Saved data entries
%%

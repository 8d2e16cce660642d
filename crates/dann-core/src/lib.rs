//! # DANN Core
//!
//! Core types and errors for the DANN distributed vector index.
//!
//! This crate provides the fundamental building blocks shared by the index
//! and cluster layers:
//! - [`VectorId`] - Type-safe vector identifier
//! - [`IndexOperation`] - Replicated mutation records
//! - [`VectorClock`] - Causality tracking for eventual consistency
//! - [`QueryRequest`] / [`QueryResponse`] - The query surface
//! - [`DannError`] - The unified error type

use serde::{Deserialize, Serialize};
use std::fmt;
use thiserror::Error;

mod clock;
mod types;

pub use clock::VectorClock;
pub use types::{
    BulkLoadRequest, ConsistencyLevel, IndexOperation, IndexType, NodeInfo, OperationKind,
    QueryRequest, QueryResponse, SearchResult,
};

// =============================================================================
// Identifiers
// =============================================================================

/// A unique identifier for a vector in the index.
///
/// Uses a newtype pattern to prevent mixing up vector ids with other integer
/// types. Negative values are reserved by the underlying engines as "not
/// found" sentinels and never appear in results returned to callers.
#[derive(Debug, Clone, Copy, PartialEq, Eq, Hash, PartialOrd, Ord, Serialize, Deserialize)]
#[repr(transparent)]
pub struct VectorId(pub i64);

impl VectorId {
    /// Creates a new VectorId from an i64.
    #[inline]
    pub const fn new(id: i64) -> Self {
        Self(id)
    }

    /// Returns the raw i64 value.
    #[inline]
    pub const fn as_i64(self) -> i64 {
        self.0
    }

    /// Returns true if this id is a valid user-facing id (non-negative).
    #[inline]
    pub const fn is_valid(self) -> bool {
        self.0 >= 0
    }
}

impl fmt::Display for VectorId {
    fn fmt(&self, f: &mut fmt::Formatter<'_>) -> fmt::Result {
        write!(f, "{}", self.0)
    }
}

impl From<i64> for VectorId {
    #[inline]
    fn from(id: i64) -> Self {
        Self(id)
    }
}

// =============================================================================
// Errors
// =============================================================================

/// Errors surfaced by the DANN core.
///
/// Every public operation returns `Result<T, DannError>`; booleans appear
/// only inside the RPC response shapes.
#[derive(Debug, Error)]
pub enum DannError {
    /// Malformed input: dimension mismatch, empty input, unknown load id, ...
    #[error("bad request: {0}")]
    BadRequest(String),

    /// Vector id absent for remove/update.
    #[error("vector {0} not found")]
    NotFound(VectorId),

    /// Concurrent mutations detected before resolution.
    #[error("conflicting mutations for vector {0}")]
    Conflict(VectorId),

    /// IVF search issued before the index was built.
    #[error("index is not trained")]
    NotTrained,

    /// Query or load exceeded its budget.
    #[error("operation timed out after {0} ms")]
    Timeout(u64),

    /// Remote failure, retryable.
    #[error("transient failure: {0}")]
    Transient(String),

    /// Caller aborted the operation.
    #[error("operation cancelled")]
    Cancelled,

    /// Unexpected invariant break. Fails the operation but must not poison
    /// other operations.
    #[error("internal error: {0}")]
    Internal(String),

    /// Filesystem failure during save/load.
    #[error("io error: {0}")]
    Io(#[from] std::io::Error),

    /// An index file that cannot be understood.
    #[error("corrupt index file: {0}")]
    Corrupt(String),
}

impl DannError {
    /// BadRequest with the canonical dimension-mismatch message.
    pub fn dimension_mismatch(expected: usize, actual: usize) -> Self {
        DannError::BadRequest(format!(
            "dimension mismatch: expected {expected}, got {actual}"
        ))
    }

    /// Returns true if the error is retryable.
    pub fn is_transient(&self) -> bool {
        matches!(self, DannError::Transient(_) | DannError::Timeout(_))
    }
}

/// Result type for DANN operations.
pub type Result<T> = std::result::Result<T, DannError>;

// =============================================================================
// Time
// =============================================================================

/// Milliseconds since the Unix epoch.
pub fn now_ms() -> u64 {
    std::time::SystemTime::now()
        .duration_since(std::time::UNIX_EPOCH)
        .map(|d| d.as_millis() as u64)
        .unwrap_or(0)
}

// =============================================================================
// Tests
// =============================================================================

%%

Within the data above, the lines from the one with "impl From<i64> for" to the one with "canonical dimension-mismatch message." must be repeated exactly; no other line belongs in the answer.

impl From<i64> for VectorId {
    #[inline]
    fn from(id: i64) -> Self {
        Self(id)
    }
}

// =============================================================================
// Errors
// =============================================================================

/// Errors surfaced by the DANN core.
///
/// Every public operation returns `Result<T, DannError>`; booleans appear
/// only inside the RPC response shapes.
#[derive(Debug, Error)]
pub enum DannError {
    /// Malformed input: dimension mismatch, empty input, unknown load id, ...
    #[error("bad request: {0}")]
    BadRequest(String),

    /// Vector id absent for remove/update.
    #[error("vector {0} not found")]
    NotFound(VectorId),

    /// Concurrent mutations detected before resolution.
    #[error("conflicting mutations for vector {0}")]
    Conflict(VectorId),

    /// IVF search issued before the index was built.
    #[error("index is not trained")]
    NotTrained,

    /// Query or load exceeded its budget.
    #[error("operation timed out after {0} ms")]
    Timeout(u64),

    /// Remote failure, retryable.
    #[error("transient failure: {0}")]
    Transient(String),

    /// Caller aborted the operation.
    #[error("operation cancelled")]
    Cancelled,

    /// Unexpected invariant break. Fails the operation but must not poison
    /// other operations.
    #[error("internal error: {0}")]
    Internal(String),

    /// Filesystem failure during save/load.
    #[error("io error: {0}")]
    Io(#[from] std::io::Error),

    /// An index file that cannot be understood.
    #[error("corrupt index file: {0}")]
    Corrupt(String),
}

impl DannError {
    /// BadRequest with the canonical dimension-mismatch message.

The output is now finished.